Les patients et toutes les personnes vivant sous le même toit sont vaccinés au centre pour les protéger contre une série de maladies. Les vaccins sont soit le Pentavalent (Diphtérie, Tétanos, Poliomyélite, Hépatite B et Haemophilus Influenza B) pour les enfants ou celui de la Diphtérie-Tétanos, aussi connu sous le nom DT, pour les adultes.

La vaccination permet de protéger contre les formes sévères de la maladie et, donc, de protéger contre la transmission. Il faut au moins deux doses de vaccins pour que le niveau de protection soit notable. Malheureusement, de longs délais de production et des commandes en souffrance entraînent actuellement une pénurie de vaccins antidiphtériques dans le monde entier. Compte tenu de la situation en Afrique de l’Ouest, MSF demande une accélération de la production des vaccins pour freiner la maladie.
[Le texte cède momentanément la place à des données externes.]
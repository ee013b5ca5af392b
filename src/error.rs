use std::path::PathBuf;

use itertools::Itertools;
use thiserror::Error;

use crate::render::RenderError;
use crate::stats::ProviderError;

/// Rejected request parameters. No job is created.
#[derive(Debug, Error, PartialEq, Eq)]
pub enum InputError {
    #[error("missing required parameter `{0}`")]
    Missing(&'static str),

    #[error("district code {0:?} may only contain ASCII letters, digits, '-' and '_'")]
    DistrictCode(String),

    #[error("parameter `{param}` must be a whole number, got {value:?}")]
    NotANumber { param: &'static str, value: String },

    #[error("class count must be a positive 32-bit integer, got {0}")]
    ClassCount(i64),

    #[error("unknown color palette {0:?}")]
    Palette(String),
}

/// Failure of a map generation run.
#[derive(Debug, Error)]
pub enum MapError {
    #[error("unknown district {0}")]
    UnknownDistrict(String),

    #[error("missing statistics for municipalities: {}", .0.iter().join(", "))]
    MissingStatistics(Vec<String>),

    #[error("zero or missing total area for municipalities: {}", .0.iter().join(", "))]
    InvalidTotalArea(Vec<String>),

    #[error("missing indicator {indicator} for municipalities: {}", .codes.iter().join(", "))]
    MissingIndicator {
        indicator: &'static str,
        codes: Vec<String>,
    },

    #[error(transparent)]
    Statistics(#[from] ProviderError),

    #[error("rendering failed: {0}")]
    Render(#[from] RenderError),

    #[error("writing {}: {source}", .path.display())]
    Artifact {
        path: PathBuf,
        #[source]
        source: std::io::Error,
    },

    #[error("generation task failed: {0}")]
    Task(#[from] tokio::task::JoinError),
}
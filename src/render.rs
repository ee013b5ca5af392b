use std::io::Cursor;

use ab_glyph::{FontRef, PxScale};
use geo::{BoundingRect, InteriorPoint};
use geo_types::{Coord, MultiPolygon};
use image::{ImageFormat, Rgba, RgbaImage};
use imageproc::{
    drawing::{draw_filled_rect_mut, draw_hollow_rect_mut, draw_text_mut, text_size},
    rect::Rect as PixelRect,
};
use thiserror::Error;

use crate::assemble::MergedDataset;
use crate::classify::Classification;

pub mod palette;
pub mod raster;

use palette::Palette;
use raster::Projection;

const FONT_DATA: &[u8] = include_bytes!("../assets/fonts/DejaVuSans.ttf");

const MAP_TITLE: &str = "Podiel Poľnohospodárskej Pôdy v Obciach Okresu";
const LEGEND_TITLE: &str = "Legenda";
const MUNICIPALITY_BORDER_LABEL: &str = "Hranica obce";
const DISTRICT_BORDER_LABEL: &str = "Hranica okresu";

const BACKGROUND: Rgba<u8> = Rgba([255, 255, 255, 255]);
const TEXT: Rgba<u8> = Rgba([0, 0, 0, 255]);
const MUNICIPALITY_BORDER: Rgba<u8> = Rgba([0, 0, 0, 255]);
const DISTRICT_BORDER: Rgba<u8> = Rgba([255, 0, 0, 255]);
const LABEL_FILL: Rgba<u8> = Rgba([255, 255, 255, 255]);

#[derive(Debug, Error)]
pub enum RenderError {
    #[error("nothing to draw")]
    EmptyMap,

    #[error("class {class} of {name} has no color among {colors} palette entries")]
    ClassOutOfRange { name: String, class: usize, colors: usize },

    #[error("image encoding failed: {0}")]
    Image(#[from] image::ImageError),

    #[error("bundled font is unreadable: {0}")]
    Font(#[from] ab_glyph::InvalidFont),
}

/// One classified municipality.
#[derive(Debug, Clone)]
pub struct Feature {
    pub name: String,
    pub geometry: MultiPolygon<f64>,
    /// Agricultural share in percent, printed next to the name.
    pub ratio: f64,
    pub class: usize,
}

/// Everything needed to draw one district map.
#[derive(Debug, Clone)]
pub struct MapFrame {
    pub district_name: String,
    pub features: Vec<Feature>,
    pub breaks: Vec<f64>,
    pub palette: &'static Palette,
}

impl MapFrame {
    pub fn new(dataset: MergedDataset, classification: Classification, palette: &'static Palette) -> Self {
        let features = dataset
            .records
            .into_iter()
            .zip(classification.classes)
            .map(|(record, class)| Feature {
                name: record.municipality.name,
                geometry: record.municipality.geometry,
                ratio: record.ratio,
                class,
            })
            .collect();

        MapFrame {
            district_name: dataset.district.name,
            features,
            breaks: classification.breaks,
            palette,
        }
    }

    pub fn num_classes(&self) -> usize {
        self.breaks.len().saturating_sub(1).max(1)
    }

    /// `"lower - upper%"` per class, as shown next to the legend swatches.
    pub fn legend_labels(&self) -> Vec<String> {
        self.breaks
            .windows(2)
            .map(|w| format!("{:.1} - {:.1}%", w[0], w[1]))
            .collect()
    }
}

/// Turns a classified district into encoded image bytes.
pub trait Renderer: Send + Sync {
    fn render(&self, frame: &MapFrame) -> Result<Vec<u8>, RenderError>;
}

/// Draws a square PNG choropleth: title on top, labelled municipalities
/// inside a red district outline, legend in the upper-left corner.
pub struct PngRenderer {
    size: u32,
}

impl PngRenderer {
    pub fn new(size: u32) -> Self {
        PngRenderer { size }
    }

    fn draw(&self, frame: &MapFrame) -> Result<RgbaImage, RenderError> {
        let font = FontRef::try_from_slice(FONT_DATA)?;
        let district = raster::dissolve(frame.features.iter().map(|f| &f.geometry));
        let bounds = district.bounding_rect().ok_or(RenderError::EmptyMap)?;
        let colors = frame.palette.class_colors(frame.num_classes());
        let unit = (self.size / 120).max(4) as i32;
        let line_width = (self.size / 1200).max(1);

        let mut image = RgbaImage::from_pixel(self.size, self.size, BACKGROUND);
        let projection = Projection::fit(bounds, self.size, self.size, (unit * 4) as f64);

        for feature in &frame.features {
            let color = *colors.get(feature.class).ok_or_else(|| RenderError::ClassOutOfRange {
                name: feature.name.clone(),
                class: feature.class,
                colors: colors.len(),
            })?;
            for polygon in &feature.geometry.0 {
                let rings: Vec<Vec<Coord<f64>>> = std::iter::once(polygon.exterior())
                    .chain(polygon.interiors())
                    .map(|ring| projection.ring(ring))
                    .collect();
                raster::fill_rings(&mut image, &rings, color);
                for ring in &rings {
                    raster::draw_polyline(&mut image, ring, line_width, MUNICIPALITY_BORDER);
                }
            }
        }

        for polygon in &district.0 {
            for ring in std::iter::once(polygon.exterior()).chain(polygon.interiors()) {
                raster::draw_polyline(&mut image, &projection.ring(ring), line_width * 2, DISTRICT_BORDER);
            }
        }

        let label_scale = PxScale::from(unit as f32 * 1.1);
        for feature in &frame.features {
            if let Some(point) = feature.geometry.interior_point() {
                let text = format!("{} {:.1}%", feature.name, feature.ratio);
                draw_label(&mut image, &font, label_scale, projection.apply(point.0), &text);
            }
        }

        draw_title(&mut image, &font, unit, &format!("{MAP_TITLE} {}", frame.district_name));
        draw_legend(&mut image, &font, &colors, &frame.legend_labels(), unit, line_width);
        Ok(image)
    }
}

/// White text with a thin dark halo, centered on `center`.
fn draw_label(image: &mut RgbaImage, font: &FontRef<'_>, scale: PxScale, center: Coord<f64>, text: &str) {
    let (width, height) = text_size(scale, font, text);
    let x = center.x.round() as i32 - width as i32 / 2;
    let y = center.y.round() as i32 - height as i32 / 2;
    for (dx, dy) in [(-1, 0), (1, 0), (0, -1), (0, 1)] {
        draw_text_mut(image, MUNICIPALITY_BORDER, x + dx, y + dy, scale, font, text);
    }
    draw_text_mut(image, LABEL_FILL, x, y, scale, font, text);
}

/// Centered on the top margin, shrunk to fit the canvas width.
fn draw_title(image: &mut RgbaImage, font: &FontRef<'_>, unit: i32, text: &str) {
    let mut scale = PxScale::from(unit as f32 * 2.4);
    let available = image.width().saturating_sub(2 * unit as u32).max(1);
    let (width, _) = text_size(scale, font, text);
    if width > available {
        scale = PxScale::from(scale.y * available as f32 / width as f32);
    }
    let (width, _) = text_size(scale, font, text);
    let x = (image.width() as i32 - width as i32) / 2;
    draw_text_mut(image, TEXT, x, unit, scale, font, text);
}

fn draw_legend(
    image: &mut RgbaImage,
    font: &FontRef<'_>,
    colors: &[Rgba<u8>],
    labels: &[String],
    unit: i32,
    line_width: u32,
) {
    let scale = PxScale::from(unit as f32 * 1.4);
    let class_labels = (0..colors.len()).map(|i| labels.get(i).map_or("", String::as_str));
    let entries: Vec<&str> = class_labels
        .chain([MUNICIPALITY_BORDER_LABEL, DISTRICT_BORDER_LABEL])
        .collect();
    let text_width = entries
        .iter()
        .chain(std::iter::once(&LEGEND_TITLE))
        .map(|text| text_size(scale, font, text).0)
        .max()
        .unwrap_or(0) as i32;

    let (x0, y0) = (unit, unit * 5);
    let swatch_x = x0 + unit;
    let text_x = swatch_x + unit * 4;
    let width = text_x - x0 + text_width + unit;
    let height = unit * 3 + entries.len() as i32 * unit * 2;
    let frame = PixelRect::at(x0, y0).of_size(width as u32, height as u32);
    draw_filled_rect_mut(image, frame, BACKGROUND);
    draw_hollow_rect_mut(image, frame, MUNICIPALITY_BORDER);
    draw_text_mut(image, TEXT, swatch_x, y0 + unit / 2, scale, font, LEGEND_TITLE);

    let text_y = |row: i32| row + unit / 2 - (scale.y / 2.0) as i32;
    let mut y = y0 + unit * 3;
    for (color, label) in colors.iter().zip(&entries) {
        let swatch = PixelRect::at(swatch_x, y).of_size(unit as u32 * 3, unit as u32);
        draw_filled_rect_mut(image, swatch, *color);
        draw_hollow_rect_mut(image, swatch, MUNICIPALITY_BORDER);
        draw_text_mut(image, TEXT, text_x, text_y(y), scale, font, label);
        y += unit * 2;
    }

    let borders = [(MUNICIPALITY_BORDER, line_width), (DISTRICT_BORDER, line_width * 2)];
    for ((color, width), label) in borders.into_iter().zip(&entries[colors.len()..]) {
        let mid = (y + unit / 2) as f64;
        let (from, to) = (swatch_x as f64, (swatch_x + unit * 3) as f64);
        raster::draw_line(image, Coord { x: from, y: mid }, Coord { x: to, y: mid }, width, color);
        draw_text_mut(image, TEXT, text_x, text_y(y), scale, font, label);
        y += unit * 2;
    }
}

impl Renderer for PngRenderer {
    fn render(&self, frame: &MapFrame) -> Result<Vec<u8>, RenderError> {
        if frame.features.is_empty() {
            return Err(RenderError::EmptyMap);
        }
        let image = self.draw(frame)?;

        let mut bytes = Cursor::new(Vec::new());
        image.write_to(&mut bytes, ImageFormat::Png)?;
        tracing::debug!("Rendered {} ({} municipalities)", frame.district_name, frame.features.len());
        Ok(bytes.into_inner())
    }
}
impl Console {
    pub fn new(
        storage: Arc<Storage>,
        store: Arc<FileStore>,
        audit: Arc<AuditLog>,
        client: reqwest::Client,
        base_url: String,
    ) -> Self {
        Self {
            storage,
            store,
            audit,
            client,
            base_url,
        }
    }

    /// 执行一行 shell 输入。
    pub async fn execute(&self, line: &str) -> Action {
        let line = line.trim();
        if line.is_empty() {
            return Action::Continue(String::new());
        }
        if !line.starts_with('!') {
            return Action::Continue(run_system(line).await);
        }

        let (command, rest) = line.split_once(char::is_whitespace).unwrap_or((line, ""));
        let arg = unquote(rest.trim());
        let output = match command {
            "!ls" => self.list_files().await,
            "!cd" if arg.is_empty() => "Usage: !cd <path>".to_string(),
            "!cd" => self.change_dir(arg).await,
            "!pwd" => self.storage.base_display(),
            "!post" => self.post_commands(Some(arg).filter(|arg| !arg.is_empty())),
            "!fetch" if arg.is_empty() => "Usage: !fetch <url>".to_string(),
            "!fetch" => self.fetch(arg).await,
            "!logs" => self.read_logs().await,
            "!ifaces" => self.list_interfaces(),
            "!help" => HELP.to_string(),
            "!exit" => {
                self.audit.info("Server exit").await;
                return Action::Exit("Exiting.".to_string());
            }
            other => return Action::Continue(format!("Unknown command: {other}")),
        };
        self.audit.info(&format!("Executed {command}")).await;
        Action::Continue(output)
    }

    /// 当前服务目录下的条目及其完整 URL。
    pub async fn list_files(&self) -> String {
        let base = self.storage.base_path();
        match self.storage.list_dir(&base).await {
            Ok(entries) => {
                let mut output = format!("Files served from {}:", base.display());
                for entry in entries {
                    let suffix = if entry.is_dir { "/" } else { "" };
                    let encoded = entry
                        .path
                        .split('/')
                        .map(|segment| urlencoding::encode(segment).into_owned())
                        .collect::<Vec<_>>()
                        .join("/");
                    output.push_str(&format!("\n  - {}/{encoded}{suffix}", self.base_url));
                }
                output
            }
            Err(err) => format!("Error listing {}: {err}", base.display()),
        }
    }

    pub async fn change_dir(&self, path: &str) -> String {
        match self.storage.change_base(path).await {
            Ok(_) => format!("Now serving {}", self.storage.base_display()),
            Err(err) => format!("Error changing directory: {err}"),
        }
    }

    /// 常见客户端的上传命令。
    pub fn post_commands(&self, file: Option<&str>) -> String {
        let file = file.unwrap_or("your_file.txt");
        let name = Path::new(file)
            .file_name()
            .map(|name| name.to_string_lossy().to_string())
            .unwrap_or_else(|| file.to_string());
        let url = &self.base_url;
        format!(
            "To POST a file to the server use one of the following commands:\n\
             curl -X POST --data-binary @{file} -H \"filename: {name}\" {url}\n\
             Invoke-WebRequest -Method POST -InFile {file} -Headers @{{filename='{name}'}} {url}\n\
             wget --post-file={file} --header='filename: {name}' {url}\n\
             python3 -c \"import requests; requests.post('{url}', data=open('{file}', 'rb'), headers={{'filename': '{name}'}})\""
        )
    }

    pub async fn fetch(&self, url: &str) -> String {
        let dir = self.storage.base_path();
        match fetch_into(&self.client, &self.store, &dir, url).await {
            Ok(stored) => {
                self.audit
                    .info(&format!("Add File: {} from {url}", stored.display()))
                    .await;
                format!("Saved {}", stored.display())
            }
            Err(err) => {
                self.audit
                    .error(&format!("Error while downloading file: {err}"))
                    .await;
                format!("Error while downloading file: {err}")
            }
        }
    }

    /// 本机网卡，便于选择 `--interface` 或判断对端可达的地址。
    pub fn list_interfaces(&self) -> String {
        match interfaces::list_interfaces() {
            Ok(found) => interfaces::describe(&found),
            Err(err) => format!("Error listing interfaces: {err}"),
        }
    }

    pub async fn read_logs(&self) -> String {
        match self.audit.read_entries().await {
            Ok(entries) => entries
                .iter()
                .map(ToString::to_string)
                .collect::<Vec<_>>()
                .join("\n"),
            Err(err) => format!("Error reading logs: {err}"),
        }
    }
}

fn unquote(value: &str) -> &str {
    for quote in ['"', '\''] {
        if let Some(inner) = value
            .strip_prefix(quote)
            .and_then(|value| value.strip_suffix(quote))
        {
            return inner;
        }
    }
    value
}

async fn run_system(line: &str) -> String {
    #[cfg(windows)]
    let mut command = {
        let mut command = tokio::process::Command::new("cmd");
        command.arg("/C").arg(line);
        command
    };
    #[cfg(not(windows))]
    let mut command = {
        let mut command = tokio::process::Command::new("sh");
        command.arg("-c").arg(line);
        command
    };

    match command.status().await {
        Ok(status) if status.success() => String::new(),
        Ok(status) => format!("Command exited with {status}"),
        Err(err) => {
            warn!(error = %err, "system command failed");
            format!("Error executing command: {line}\n{err}")
        }
    }
}

/// 在独立线程上读取标准输入。
///
/// 阻塞读取不占用运行时的 blocking 线程池，退出时无需等待用户再输入一行。
pub fn stdin_reader() -> impl AsyncBufRead + Unpin {
    let (tx, rx) = mpsc::unbounded_channel::<io::Result<Bytes>>();
    std::thread::spawn(move || {
        let mut stdin = io::stdin().lock();
        loop {
            let mut line = String::new();
            match stdin.read_line(&mut line) {
                Ok(0) => break,
                Ok(_) => {
                    if tx.send(Ok(Bytes::from(line))).is_err() {
                        break;
                    }
                }
                Err(err) => {
                    let _ = tx.send(Err(err));
                    break;
                }
            }
        }
    });
    let lines = stream::unfold(rx, |mut rx| async move {
        rx.recv().await.map(|item| (item, rx))
    });
    StreamReader::new(Box::pin(lines))
}

async fn emit<W: AsyncWrite + Unpin>(output: &mut W, text: &str) -> io::Result<()> {
    if !text.is_empty() {
        output.write_all(text.as_bytes()).await?;
        output.write_all(b"\n").await?;
    }
    output.flush().await
}

/// 持久交互式 shell，遇到 `!exit` 或输入结束时返回。
pub async fn run_shell<R, W>(console: &Console, input: R, mut output: W) -> io::Result<()>
where
    R: AsyncBufRead + Unpin,
    W: AsyncWrite + Unpin,
{
    emit(&mut output, "HermesDrop interactive shell. Type !help for commands.").await?;
    let mut lines = input.lines();
    loop {
        output.write_all(SHELL_PROMPT.as_bytes()).await?;
        output.flush().await?;
        let Some(line) = lines.next_line().await? else {
            emit(&mut output, "\nExiting.").await?;
            console.audit.info("Server exit").await;
            return Ok(());
        };
        match console.execute(&line).await {
            Action::Continue(text) => emit(&mut output, &text).await?,
            Action::Exit(text) => return emit(&mut output, &text).await,
        }
    }
}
« Idéalement, nous aurions dû vacciner toute la zone de Siguiri, tous les âges, mais surtout les enfants et ce dès l’apparition du premier cas, » dit Dr. Tolno. « Cependant, malgré le manque de disponibilité des vaccins, nous avons dû nous focaliser jusqu’à maintenant sur la vaccination des patients et de leurs contacts, » dit Dr. Tolno. « Il faut maintenant se donner les moyens d’obtenir et de mener à bien une campagne de vaccination à grande échelle à Siguiri pour enrayer la maladie, » conclu Dr. Tolno.